Habislah sudah. Baru saja sehari menjadi sugar baby, kini hidup Bianca sudah seperti seorang tawanan. Dia akan diawasi oleh keluarga kaya yang tidak pernah dia kena sama sekali.
“Trus aku gimana?” tanya Bianca pasrah.
“Ya biasa aja. Jalani semua kehidupan kamu seperti biasanya. Tentunya gak pake kerja part time itu ya. Dan kalo nanti kalo ada orang yang mencurigakan dan ngikutin kamu, kamu harus langsung telpon aku.”
“Bearti kita kayak gini terus selama tiga bulan dan kita bakal jadi kayak pasangan gitu?”
“He em.”
“Kalo aku di tanya hubungan kita apa, aku harus jawab apa? Pacar kamu ato tunangan kamu?”
“Gak usah jawab. Kamu cukup diam dan berdiri di samping aku. Biat aku yang urus semuanya.”
“Tapi ka—“
Nathan menoleh ke Bianca. “Gak usah terlalu takut. Mereka gak akan maksain kita nikah. Yang ada paling kita di suruh putus. Karena mereka gak akan mungkin ambil mantu sembarangan.”
Bianca menganggukkan kepalanya tanda dia mengerti. Memang benar apa yang dikatakan Nathan. Tidak mungkin keluarga kaya raya itu akan sembarangan memilih menantu.
Ada sedikit rasa lega di hati Bianca. Setidaknya dia hanya perlu bertahan selama tiga bulan saja dan tidak perlu banyak bertindak. Hanya perlu diam dan melapor saja pada Nathan.
“Udah malam. Kita tidur di sini,” ucap Nathan sambil mematikan siaran televisi.

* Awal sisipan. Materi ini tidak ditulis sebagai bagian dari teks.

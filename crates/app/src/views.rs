//! JSON shapes printed by the CLI.

use std::collections::BTreeMap;

use quiz_core::model::{Category, OptionKey, Question, QuestionId, QuizSettings};
use serde::Serialize;
use services::{TestProgress, TestSession};

/// A question as shown while the test is running, without its answer.
#[derive(Debug, Serialize)]
pub struct QuestionView<'a> {
    pub id: QuestionId,
    pub prompt: &'a str,
    pub options: &'a BTreeMap<OptionKey, String>,
    pub category: Category,
}

impl<'a> From<&'a Question> for QuestionView<'a> {
    fn from(q: &'a Question) -> Self {
        Self {
            id: q.id(),
            prompt: q.prompt(),
            options: q.options(),
            category: q.category(),
        }
    }
}

#[derive(Debug, Serialize)]
pub struct SessionView<'a> {
    pub progress: TestProgress,
    pub question: Option<QuestionView<'a>>,
    pub selected: Option<OptionKey>,
    pub elapsed_secs: u64,
    /// Present only when the timer is enabled.
    pub remaining_secs: Option<u64>,
    pub invalid_questions: &'a [QuestionId],
}

impl<'a> SessionView<'a> {
    pub fn new(session: &'a TestSession, settings: &QuizSettings) -> Self {
        let question = session.current_question();
        Self {
            progress: session.progress(),
            selected: question.and_then(|q| session.answer_for(q.id())),
            question: question.map(QuestionView::from),
            elapsed_secs: session.elapsed_secs(),
            remaining_secs: settings
                .timer_enabled()
                .then(|| session.remaining_secs(u64::from(settings.timer_minutes()) * 60)),
            invalid_questions: session.invalid_questions(),
        }
    }
}

pub fn print_json<T: Serialize>(value: &T) -> anyhow::Result<()> {
    println!("{}", serde_json::to_string_pretty(value)?);
    Ok(())
}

“Di sini? Kenapa gak di kamar aja. Itu ada kamar.”
“Kamu mau tidur satu kasur sama aku?”
“Heh?! Gak. Gak mau! Kita tidur di sini.”
Bianca langsung merapikan bantal untuk dia tidur. Bianca juga menutupkan selimut tipis yang sudah di sediakan lalu tidur membelakangi Nathan.
Nathan yang sudah mengantuk pun juga langsung memejamkan matanya. Dia langsung lelap dalam tidurnya karena besok dia harus pergi bekerja.
Kilatan sinar matahari bermain-main di wajah Bianca. Sinar malu-malu itu bermain dengan gorden, meminta Bianca agar segera bangun.
Bianca menggeliat, meluruskan otot dan tulangnya yang sedikit sakit karena semalam dia tidur di atas karpet.
Wanita cantik itu menoleh ke belakang. Sudah tidak ada Nathan di sana. Apartemen juga terlihat sepi, sepertinya sang pemilik sudah berangkat ke kantor.
“Kok dia gak bangunin aku sih,” gumam Bianca sambil merapikan selimutnya.
Mata Bianca terhenti pada selembar kertas putih yang ada di atas meja. Selain kertas, di sana juga ada segelas jus jeruk serta sepotong roti lapis. Karena penasaran, Bianca pun segera mendekati meja, ingin tahu apa yang ditinggalkan Nathan untuknya.